February 28th, 2024

Energy regulator reviewing CP Rail appeal over gas well responsibility

By COLLIN GALLANT on March 16, 2022.

A new well-head sits atop a long abandoned gas well in a parking lot next to S. Railway Street in Medicine Hat on Sept. 3, 2021. Work last fall to address leaking methane was performed under contract to Canadian Pacific Railway, but that company is disputing whether it is the party ultimately responsible.--NEWS FILE PHOTO


Alberta’s Energy Regulator is now considering an appeal by Canadian Pacific Railway, which argues it is not responsible for the cost to rework a leaking historic gas well in the middle of Medicine Hat.

The work, which featured a full-sized drilling rig parked in a commercial strip next to S. Railway Street last fall, was completed by Savannah Drilling under contract by the railway.
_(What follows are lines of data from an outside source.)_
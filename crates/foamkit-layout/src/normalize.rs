//! # Layout Normalizer
//!
//! Turns loosely structured layout data into one [`CanonicalLayout`].
//!
//! Two input generations are accepted:
//! - Legacy single-layer layouts: block dimensions plus top-level cavities
//! - Stacked layouts: a `stack` / `layers` array of layers with their own cavities
//!
//! A legacy layout becomes one layer spanning the full block thickness.
//! Missing block dimensions are reported as insufficient data; a partially
//! resolved block is never returned.

use crate::cavity::resolve_cavities;
use crate::fields;
use crate::types::{Block, CanonicalLayout, CornerTreatment, Layer, SkipReason, Validated};
use foamkit_core::LayoutError;
use serde_json::Value;
use tracing::debug;

/// Per-request hints supplied alongside the layout.
#[derive(Debug, Clone, Default, PartialEq)]
pub struct NormalizeHints {
    /// Fallback thickness for the stack entry at the same index
    pub layer_thicknesses: Vec<f64>,
}

impl NormalizeHints {
    pub fn with_layer_thicknesses(thicknesses: Vec<f64>) -> Self {
        Self {
            layer_thicknesses: thicknesses,
        }
    }

    fn thickness_at(&self, index: usize) -> Option<f64> {
        self.layer_thicknesses
            .get(index)
            .copied()
            .filter(|t| t.is_finite() && *t > 0.0)
    }
}

/// Normalize raw layout data.
///
/// # Errors
/// - [`LayoutError::InsufficientData`] when the block cannot be resolved
/// - [`LayoutError::NoValidLayers`] when a stack is present but no entry
///   resolves a positive thickness
pub fn normalize_layout(
    raw: &Value,
    hints: &NormalizeHints,
) -> Result<CanonicalLayout, LayoutError> {
    if !raw.is_object() {
        return Err(LayoutError::InsufficientData {
            reason: "layout is not an object".to_string(),
        });
    }

    let block_src = fields::lookup(raw, fields::BLOCK)
        .filter(|v| v.is_object())
        .unwrap_or(raw);
    let block = resolve_block(block_src)?;

    let stack = fields::array(raw, fields::STACK)
        .or_else(|| fields::array(block_src, fields::STACK))
        .filter(|entries| !entries.is_empty());

    let layers = match stack {
        None => {
            let cavities = fields::array(raw, fields::CAVITIES)
                .or_else(|| fields::array(block_src, fields::CAVITIES))
                .map(|entries| resolve_cavities(entries))
                .unwrap_or_default();
            vec![Layer {
                thickness: block.thickness,
                label: None,
                cavities,
            }]
        }
        Some(entries) => {
            if fields::array(raw, fields::CAVITIES).is_some() {
                debug!("Ignoring top-level cavities because a layer stack is present");
            }
            let mut layers = Vec::with_capacity(entries.len());
            for (index, entry) in entries.iter().enumerate() {
                match resolve_layer(entry, hints.thickness_at(index)) {
                    Validated::Keep(layer) => layers.push(layer),
                    Validated::Skip(reason) => debug!(index, %reason, "Dropping layer"),
                }
            }
            if layers.is_empty() {
                return Err(LayoutError::NoValidLayers {
                    dropped: entries.len(),
                });
            }
            layers
        }
    };

    let layout = CanonicalLayout { block, layers };
    let stack_thickness = layout.stack_thickness();
    if (stack_thickness - layout.block.thickness).abs() > 1e-6 {
        debug!(
            stack_thickness,
            block_thickness = layout.block.thickness,
            "Layer thicknesses do not sum to block thickness"
        );
    }

    Ok(layout)
}

fn resolve_block(src: &Value) -> Result<Block, LayoutError> {
    let dimension = |aliases: &[&str], name: &str| {
        fields::positive(src, aliases).ok_or_else(|| LayoutError::InsufficientData {
            reason: format!("block {} missing or not positive", name),
        })
    };

    let length = dimension(fields::LENGTH, "length")?;
    let width = dimension(fields::WIDTH, "width")?;
    let thickness = dimension(fields::BLOCK_THICKNESS, "thickness")?;

    // Corner metadata is carried as supplied, never interpreted
    let corner = fields::verbatim_text(src, fields::CORNER_STYLE).map(|style| CornerTreatment {
        style: style.to_string(),
        size: fields::verbatim_number(src, fields::CORNER_SIZE),
    });

    Ok(Block {
        length,
        width,
        thickness,
        corner,
    })
}

/// Resolve one stack entry; `hint` is the same-index fallback thickness.
pub fn resolve_layer(raw: &Value, hint: Option<f64>) -> Validated<Layer> {
    if !raw.is_object() {
        return Validated::Skip(SkipReason::NotAnObject);
    }

    let Some(thickness) = fields::positive(raw, fields::LAYER_THICKNESS).or(hint) else {
        return Validated::Skip(SkipReason::Missing("thickness"));
    };

    let cavities = fields::array(raw, fields::CAVITIES)
        .map(|entries| resolve_cavities(entries))
        .unwrap_or_default();

    Validated::Keep(Layer {
        thickness,
        label: fields::text(raw, fields::LABEL).map(str::to_string),
        cavities,
    })
}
CP Rail was named as the entity responsible for the “Medicine Hat 18” well in a December 2020 decision by the AER to issue an environmental protection order, though the railroad appealed the decision last spring.

Submissions to the AER state the company’s position is the well, drilled in 1908, was transferred to related company Canadian Pacific Oil and Gas, some 50 years before it was rediscovered by city road crews realigning S. Railway Street in the late 1980s.

That other company was spun out of the railway corporation umbrella in the late 1990s, and became Encana, then Ovintiv and Cenovus Energy.

Those companies, or the City of Medicine Hat, which is a stated licence holder, should be considered the owner, the submission concludes.

Those three entities are registered parties to proceedings that opened Monday.

The city’s position is it was unknowingly made licence holder when utility officials reported the well’s existence to regulators as well as Canadian Pacific Oil and Gas and CP Rail officials 30 years ago.

At the time, states the city’s submission, it began monitoring the well in the interest of public safety, then in 2014 began investigating the ownership when the well was flagged at leaky elevated methane levels.

Cenovus sold its wells in the region en masse to Heritage Energy, but apparently not the specific well as, the city argues, it was mis-assigned to the city’s energy division.

A hearing on the subject scheduled was for earlier this year but was postponed. AER announced March 14 as the new date.

There is no immediate timetable for a decision.